(Extracted records)
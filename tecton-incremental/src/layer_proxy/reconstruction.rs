//! Reconstruction layer: rotation feature collections to reconstruction trees

use super::input::FeatureCollectionInputs;
use super::{
    subject_token_selector, ConstLayerProxyVisitor, InputLayer, LayerProxy, LayerProxyVisitor,
};
use crate::cache::{CacheStats, Insertion, KeyedCache};
use crate::engine::EngineContext;
use crate::metrics::ProxyMetrics;
use parking_lot::Mutex;
use std::fmt;
use std::sync::Arc;
use std::time::Instant;
use tecton_model::{FeatureCollectionHandle, ReconstructionTree, TotalReconstructionSequence};
use tecton_types::{LayerProxyId, PlateId, ReconstructionTime, SubjectToken};

subject_token_selector! {
    /// Subject tokens of a [`ReconstructionLayerProxy`].
    pub enum ReconstructionSubjectToken {
        All => "ReconstructionLayerProxy::get_subject_token",
    }
}

type TreeKey = (ReconstructionTime, PlateId);

#[derive(Debug)]
struct ReconstructionState {
    rotation_feature_collections: FeatureCollectionInputs,
    current_reconstruction_time: ReconstructionTime,
    current_anchor_plate_id: PlateId,
    trees: KeyedCache<TreeKey, Arc<ReconstructionTree>>,
    subject_token: SubjectToken,
}

/// Builds and caches reconstruction trees keyed by (time, anchor plate).
#[derive(Debug)]
pub struct ReconstructionLayerProxy {
    id: LayerProxyId,
    state: Mutex<ReconstructionState>,
    metrics: ProxyMetrics,
}

impl ReconstructionLayerProxy {
    pub fn new(context: &EngineContext) -> Self {
        let config = &context.config.reconstruction;
        ReconstructionLayerProxy {
            id: LayerProxyId::next(),
            state: Mutex::new(ReconstructionState {
                rotation_feature_collections: FeatureCollectionInputs::new(),
                current_reconstruction_time: ReconstructionTime::PRESENT_DAY,
                current_anchor_plate_id: config.default_anchor_plate_id,
                trees: KeyedCache::new(config.max_reconstruction_trees_in_cache),
                subject_token: SubjectToken::new(),
            }),
            metrics: ProxyMetrics::new("reconstruction"),
        }
    }

    /// The tree for (`time`, `anchor_plate_id`), built on first request.
    pub fn get_reconstruction_tree(
        &self,
        time: ReconstructionTime,
        anchor_plate_id: PlateId,
    ) -> Arc<ReconstructionTree> {
        let mut state = self.state.lock();
        self.check_input_collections(&mut state);

        let key = (time, anchor_plate_id);
        if let Some(tree) = state.trees.get(&key) {
            self.metrics.record_hit();
            tracing::trace!(
                layer = %self.id,
                %time,
                anchor = %anchor_plate_id,
                "reconstruction tree cache hit"
            );
            return tree;
        }

        self.metrics.record_miss();
        let started = Instant::now();
        let sequences = rotation_sequences(&state.rotation_feature_collections.collections());
        let tree = Arc::new(ReconstructionTree::build(&sequences, time, anchor_plate_id));
        self.metrics.record_compute(started.elapsed());
        tracing::debug!(
            layer = %self.id,
            %time,
            anchor = %anchor_plate_id,
            edges = tree.num_edges(),
            "built reconstruction tree"
        );

        if state.trees.insert(key, tree.clone()) == Insertion::Evicted {
            self.metrics.record_eviction();
        }
        tree
    }

    /// The tree at the current time and anchor.
    pub fn get_current_reconstruction_tree(&self) -> Arc<ReconstructionTree> {
        let (time, anchor) = {
            let state = self.state.lock();
            (state.current_reconstruction_time, state.current_anchor_plate_id)
        };
        self.get_reconstruction_tree(time, anchor)
    }

    /// A handle that builds trees at any time relative to `anchor_plate_id`,
    /// or to the current anchor plate when `None`.
    pub fn reconstruction_tree_creator(
        self: &Arc<Self>,
        anchor_plate_id: Option<PlateId>,
    ) -> ReconstructionTreeCreator {
        ReconstructionTreeCreator {
            proxy: self.clone(),
            anchor_plate_id,
        }
    }

    pub fn get_current_reconstruction_time(&self) -> ReconstructionTime {
        self.state.lock().current_reconstruction_time
    }

    pub fn get_current_anchor_plate_id(&self) -> PlateId {
        self.state.lock().current_anchor_plate_id
    }

    /// Change the anchor plate of the current tree.
    ///
    /// Downstream layers reconstruct relative to the current anchor, so a
    /// different anchor is an output change.
    pub fn set_current_anchor_plate_id(&self, anchor_plate_id: PlateId) {
        let mut state = self.state.lock();
        if state.current_anchor_plate_id == anchor_plate_id {
            return;
        }
        state.current_anchor_plate_id = anchor_plate_id;
        state.subject_token.invalidate();
        self.metrics.record_invalidation();
    }

    pub fn set_max_num_reconstruction_trees_in_cache(&self, max_num_trees: usize) {
        self.state.lock().trees.resize(max_num_trees);
    }

    pub fn get_rotation_feature_collections(&self) -> Vec<FeatureCollectionHandle> {
        self.state.lock().rotation_feature_collections.collections()
    }

    pub fn add_rotation_feature_collection(&self, collection: FeatureCollectionHandle) {
        let mut state = self.state.lock();
        if state.rotation_feature_collections.add(collection) {
            self.invalidate(&mut state);
        }
    }

    pub fn remove_rotation_feature_collection(&self, collection: &FeatureCollectionHandle) {
        let mut state = self.state.lock();
        if state.rotation_feature_collections.remove(collection) {
            self.invalidate(&mut state);
        }
    }

    /// Notify that a rotation collection was edited.
    pub fn modified_rotation_feature_collection(&self, _collection: &FeatureCollectionHandle) {
        let mut state = self.state.lock();
        self.invalidate(&mut state);
    }

    pub fn metrics(&self) -> &ProxyMetrics {
        &self.metrics
    }

    pub fn cache_stats(&self) -> CacheStats {
        self.state.lock().trees.stats()
    }

    fn check_input_collections(&self, state: &mut ReconstructionState) {
        if !state.rotation_feature_collections.is_up_to_date() {
            self.invalidate(state);
        }
    }

    fn invalidate(&self, state: &mut ReconstructionState) {
        state.rotation_feature_collections.set_up_to_date();
        if state.trees.clear() {
            tracing::debug!(layer = %self.id, "rotations changed; cleared reconstruction trees");
        }
        state.subject_token.invalidate();
        self.metrics.record_invalidation();
    }
}

fn rotation_sequences(collections: &[FeatureCollectionHandle]) -> Vec<TotalReconstructionSequence> {
    collections
        .iter()
        .flat_map(FeatureCollectionHandle::features)
        .filter_map(|feature| feature.read().rotation_sequence.clone())
        .collect()
}

impl LayerProxy for ReconstructionLayerProxy {
    fn layer_proxy_id(&self) -> LayerProxyId {
        self.id
    }

    fn get_subject_token(&self) -> SubjectToken {
        let mut state = self.state.lock();
        self.check_input_collections(&mut state);
        state.subject_token.clone()
    }

    fn accept_visitor(self: Arc<Self>, visitor: &mut dyn LayerProxyVisitor) {
        visitor.visit_reconstruction_layer_proxy(self);
    }

    fn accept_const_visitor(&self, visitor: &mut dyn ConstLayerProxyVisitor) {
        visitor.visit_reconstruction_layer_proxy(self);
    }

    fn set_current_reconstruction_time(&self, time: ReconstructionTime) {
        self.state.lock().current_reconstruction_time = time;
    }
}

impl InputLayer for ReconstructionLayerProxy {
    type Selector = ReconstructionSubjectToken;

    fn subject_token(&self, selector: ReconstructionSubjectToken) -> SubjectToken {
        match selector {
            ReconstructionSubjectToken::All => self.get_subject_token(),
        }
    }
}

/// Creates reconstruction trees at arbitrary times for reconstruct methods
/// that need more than the tree at the reconstruction time.
#[derive(Clone)]
pub struct ReconstructionTreeCreator {
    proxy: Arc<ReconstructionLayerProxy>,
    anchor_plate_id: Option<PlateId>,
}

impl ReconstructionTreeCreator {
    pub fn get_reconstruction_tree(&self, time: ReconstructionTime) -> Arc<ReconstructionTree> {
        let anchor = self
            .anchor_plate_id
            .unwrap_or_else(|| self.proxy.get_current_anchor_plate_id());
        self.proxy.get_reconstruction_tree(time, anchor)
    }

    pub fn reconstruction_layer_proxy(&self) -> &Arc<ReconstructionLayerProxy> {
        &self.proxy
    }

    pub fn anchor_plate_id(&self) -> Option<PlateId> {
        self.anchor_plate_id
    }
}

impl fmt::Debug for ReconstructionTreeCreator {
    fn fmt(&self, f: &mut fmt::Formatter<'_>) -> fmt::Result {
        f.debug_struct("ReconstructionTreeCreator")
            .field("proxy", &self.proxy.id)
            .field("anchor_plate_id", &self.anchor_plate_id)
            .finish()
    }
}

Work request >>
Would you please copy every line in the data that contains the word "Option"?

Solution for this task >>
        anchor_plate_id: Option<PlateId>,
    anchor_plate_id: Option<PlateId>,
    pub fn anchor_plate_id(&self) -> Option<PlateId> {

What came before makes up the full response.